De heer Van Apeldoorn (SP):
De heer Schaap heeft gelijk op een aantal terreinen waar wij dat inderdaad zouden bepleiten. Dus Europese samenwerking zou op andere terreinen ook geïntensiveerd kunnen worden. Maar waar het er bijvoorbeeld om gaat hoe wij omgaan met onze eigen publieke sector, hoe wij omgaan met publieke dienstverlening, zegt de SP-fractie dat dat echt aan de lidstaten zou moeten zijn. Daar ligt het primaat van de democratische legitimiteit. Dan kun je niet zeggen: in naam van de vrije markt, in naam van de vrijheid van goederen en kapitaal is dat iets waar Brussel over gaat. Want Brussel kan zeggen: dat moet ook nog even geliberaliseerd worden. De EU is de afgelopen tien, vijftien jaar — de heer Schaap had het net over neoliberalisme in bepaalde Oost-Europese landen, maar dat geldt ook voor Brussel — een liberaliseringsmachine, een dereguleringsmachine geworden waarvan wij zeggen dat die heeft ingegrepen in lidstaten en in de economische ordening van de lidstaten op een manier die de democratische legitimiteit ondergraaft.
De heer Backer i (D66):
Soms is het nuttig om even te wachten met een interruptie, want de heer Van Apeldoorn houdt precies op op het punt waar ik wil beginnen. Dat is dat ik zo moeilijk kan inzien hoe in de SP-visie de ongelijkheden in Europa aangepakt gaan worden. Er zijn enorme ongelijkheden, binnen landen, binnen regio's. En binnen landen die dat zelf niet oplossen. Daar zijn de structuurfondsen voor. U spreekt over de liberale aanpak — deze discussie heb ik met uw voorganger en met u ook vaak gehad — en het is waar dat in de strikte begrotingsdiscipline en het instrumentarium daarbij aan de sociale pijler weinig, misschien te weinig, aandacht is besteed. Mijn vraag aan de heer Van Apeldoorn is deze. Als je dat zou willen ontwikkelen, dan is daar nu de verklaring van Göteborg voor. Ziet de SP mogelijkheden om langs die weg wel nationaal overstijgende effecten te bereiken die uiteindelijk de mensen met de kleinste beurs zullen bereiken? Of moet dat ook allemaal nationaal blijven?

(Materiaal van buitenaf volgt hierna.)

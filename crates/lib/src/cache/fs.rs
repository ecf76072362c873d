//! Filesystem layer cache.
//!
//! Layout under the cache root:
//!
//! ```text
//! keys/<cache-key>.json     record: descriptor + diff id
//! blobs/sha256/<hex>        compressed layer bytes
//! ```
//!
//! Blobs are written before records, both through a temp file in the target
//! directory followed by a rename. A reader that finds a record therefore
//! always finds its blob. Blobs are verified against their digest on read; a
//! mismatch is treated as a miss.

use std::fs;
use std::io::Write;
use std::path::{Path, PathBuf};

use async_trait::async_trait;
use serde::{Deserialize, Serialize};
use tempfile::NamedTempFile;
use tracing::{debug, warn};

use super::{CacheError, CacheKey, CachedLayer, LayerCache};
use crate::oci::{Descriptor, Digest};
use crate::platform::paths::layer_cache_dir;

const RECORD_VERSION: u32 = 1;

#[derive(Debug, Serialize, Deserialize)]
struct CacheRecord {
  version: u32,
  descriptor: Descriptor,
  diff_id: Digest,
}

/// Summary of what a cache directory holds.
#[derive(Debug, Clone, Default, PartialEq, Eq, Serialize)]
pub struct CacheStats {
  pub entries: usize,
  pub blobs: usize,
  pub bytes: u64,
}

#[derive(Debug, Clone)]
pub struct FsCache {
  root: PathBuf,
}

impl FsCache {
  pub fn new(root: impl Into<PathBuf>) -> Self {
    Self { root: root.into() }
  }

  /// Cache at the default location (see [`layer_cache_dir`]).
  pub fn default_location() -> Self {
    Self::new(layer_cache_dir())
  }

  pub fn root(&self) -> &Path {
    &self.root
  }

  fn keys_dir(&self) -> PathBuf {
    self.root.join("keys")
  }

  fn blobs_dir(&self) -> PathBuf {
    self.root.join("blobs").join("sha256")
  }

  fn record_path(&self, key: &CacheKey) -> PathBuf {
    self.keys_dir().join(format!("{}.json", key.as_str()))
  }

  fn blob_path(&self, digest: &Digest) -> PathBuf {
    self.blobs_dir().join(digest.hex())
  }

  fn read(&self, key: &CacheKey) -> Result<Option<CachedLayer>, CacheError> {
    let record_path = self.record_path(key);
    let content = match fs::read_to_string(&record_path) {
      Ok(content) => content,
      Err(e) if e.kind() == std::io::ErrorKind::NotFound => return Ok(None),
      Err(source) => return Err(io_error(&record_path, source)),
    };

    let record: CacheRecord = match serde_json::from_str(&content) {
      Ok(record) => record,
      Err(e) => {
        warn!(key = %key.0.short(12), error = %e, "ignoring unreadable cache record");
        return Ok(None);
      }
    };
    if record.version != RECORD_VERSION {
      debug!(key = %key.0.short(12), version = record.version, "ignoring cache record from another version");
      return Ok(None);
    }

    let blob_path = self.blob_path(&record.descriptor.digest);
    let data = match fs::read(&blob_path) {
      Ok(data) => data,
      Err(e) if e.kind() == std::io::ErrorKind::NotFound => {
        warn!(key = %key.0.short(12), "cache record without blob");
        return Ok(None);
      }
      Err(source) => return Err(io_error(&blob_path, source)),
    };

    if Digest::of(&data) != record.descriptor.digest {
      warn!(key = %key.0.short(12), digest = %record.descriptor.digest, "cached blob does not match its digest");
      return Ok(None);
    }

    Ok(Some(CachedLayer {
      descriptor: record.descriptor,
      diff_id: record.diff_id,
      data,
    }))
  }

  fn write(&self, key: &CacheKey, layer: &CachedLayer) -> Result<(), CacheError> {
    let blob_path = self.blob_path(&layer.descriptor.digest);
    if !blob_path.exists() {
      write_atomic(&blob_path, &layer.data)?;
    }

    let record = CacheRecord {
      version: RECORD_VERSION,
      descriptor: layer.descriptor.clone(),
      diff_id: layer.diff_id.clone(),
    };
    let content = serde_json::to_vec_pretty(&record)?;
    write_atomic(&self.record_path(key), &content)
  }

  /// Count entries and blob bytes. A missing cache directory is empty.
  pub fn stats(&self) -> Result<CacheStats, CacheError> {
    let mut stats = CacheStats::default();

    for (dir, is_blob) in [(self.keys_dir(), false), (self.blobs_dir(), true)] {
      let entries = match fs::read_dir(&dir) {
        Ok(entries) => entries,
        Err(e) if e.kind() == std::io::ErrorKind::NotFound => continue,
        Err(source) => return Err(io_error(&dir, source)),
      };
      for entry in entries {
        let entry = entry.map_err(|source| io_error(&dir, source))?;
        let metadata = entry.metadata().map_err(|source| io_error(&entry.path(), source))?;
        if !metadata.is_file() {
          continue;
        }
        if is_blob {
          stats.blobs += 1;
          stats.bytes += metadata.len();
        } else if entry.path().extension().is_some_and(|e| e == "json") {
          stats.entries += 1;
        }
      }
    }

    Ok(stats)
  }

  /// Remove every entry. Returns what was removed.
  pub fn clear(&self) -> Result<CacheStats, CacheError> {
    let stats = self.stats()?;
    match fs::remove_dir_all(&self.root) {
      Ok(()) => {}
      Err(e) if e.kind() == std::io::ErrorKind::NotFound => {}
      Err(source) => return Err(io_error(&self.root, source)),
    }
    Ok(stats)
  }
}

#[async_trait]
impl LayerCache for FsCache {
  async fn get(&self, key: &CacheKey) -> Result<Option<CachedLayer>, CacheError> {
    let cache = self.clone();
    let key = key.clone();
    tokio::task::spawn_blocking(move || cache.read(&key))
      .await
      .map_err(|e| CacheError::Task(e.to_string()))?
  }

  async fn put(&self, key: &CacheKey, layer: &CachedLayer) -> Result<(), CacheError> {
    let cache = self.clone();
    let key = key.clone();
    let layer = layer.clone();
    tokio::task::spawn_blocking(move || cache.write(&key, &layer))
      .await
      .map_err(|e| CacheError::Task(e.to_string()))?
  }
}

/// Write `data` to `path` via a uniquely named temp file in the same directory.
fn write_atomic(path: &Path, data: &[u8]) -> Result<(), CacheError> {
  let dir = path.parent().unwrap_or(Path::new("."));
  fs::create_dir_all(dir).map_err(|source| io_error(dir, source))?;

  let mut temp = NamedTempFile::new_in(dir).map_err(|source| io_error(dir, source))?;
  temp.write_all(data).map_err(|source| io_error(path, source))?;
  temp.as_file().sync_all().map_err(|source| io_error(path, source))?;
  temp.persist(path).map_err(|e| io_error(path, e.error))?;
  Ok(())
}

fn io_error(path: &Path, source: std::io::Error) -> CacheError {
  CacheError::Io {
    path: path.display().to_string(),
    source,
  }
}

De heer Van Apeldoorn (SP):
Ik zeg tegen de heer Backer: de SP is voor het sociaal handvest en is ervoor dat de EU zich daar ook bij aansluit als het gaat om de ontwikkeling van de sociale pijler. Ik denk dat de sociale pijler niet zou moeten inhouden dat we vervolgens nog meer Brusselse bureaucratie optuigen waarbij Brussel zich ook kan bemoeien met bijvoorbeeld onze verzorgingsstaat. Ik wil eraan toevoegen dat het er wel om gaat, en dat zou bijvoorbeeld ook in een nieuw verdrag kunnen, dat sociale rechten gelijk worden gesteld en niet ondergeschikt worden gemaakt aan de rechten van het bedrijfsleven, aan de rechten van het kapitaal, aan de rechten van de vrije markt. Daar zijn wij ook voor.
Bijvoorbeeld bij de detacheringsrichtlijn is dat een stap in de goede richting. Dus wij zijn wel degelijk voor sociale maatregelen op Europees niveau, maar niet voor maatregelen die de soevereiniteit van lidstaten verder inperken. Ik denk dat uiteindelijk het probleem op een andere manier opgelost kan worden. Als het gaat om de enorme ongelijkheid en de divergentie in Europa, werd er altijd gezegd: de euro gaat de oplossing brengen. Maar het tegendeel is het geval geweest. Dus we zien dat het Europese integratieproces zoals zich dat de afgelopen twintig jaar heeft voorgedaan de ongelijkheid en de divergentie in Europa alleen maar heeft vergroot. Dan zijn de structuurfondsen ook volstrekt onvoldoende.
De heer Backer (D66):
Ter afronding, want dit is een heel fundamentele discussie, die we niet even per interruptie kunnen voeren, ik zie toch een inconsistentie in het doel om die sociale gelijkheid en de welvaartsstijging van diegenen die bij de huidige stand van zaken achterblijven te bereiken en tegelijkertijd vast te houden aan een nationale oplossing. U begint meteen op het punt dat het dan ook niet weer bureaucratisch moet worden in Brussel, maar dat is natuurlijk de bekende speak over Brussel. Het gaat er dan om dat dat op efficiënte wijze gebeurt, maar dat er uiteindelijk doelen worden bereikt. U heeft mij er nog niet van overtuigd dat u die inconsistentie hebt opgelost. Voorzitter, dit was een opmerking en geen vraag.
De voorzitter:
Helder. Mevrouw Strik.
Mevrouw Strik i (GroenLinks):
Voorzitter. Misschien mag ik er een vraag aan koppelen? Ik ga een heel eind mee met de redenering van de SP-fractie. Maar wij zeggen daarom juist: je moet niet alleen die financiële afhankelijkheid organiseren, je moet daar tegenover juist ook meer gaan harmoniseren op het gebied van sociaal beleid, zodat je ervoor zorgt dat het wel richting meer werkgelegenheid, sociale inclusie en dergelijke gaat. Dus juist versterken in plaats van terugtrekken. Hoe kijkt de SP-fractie daar tegenaan?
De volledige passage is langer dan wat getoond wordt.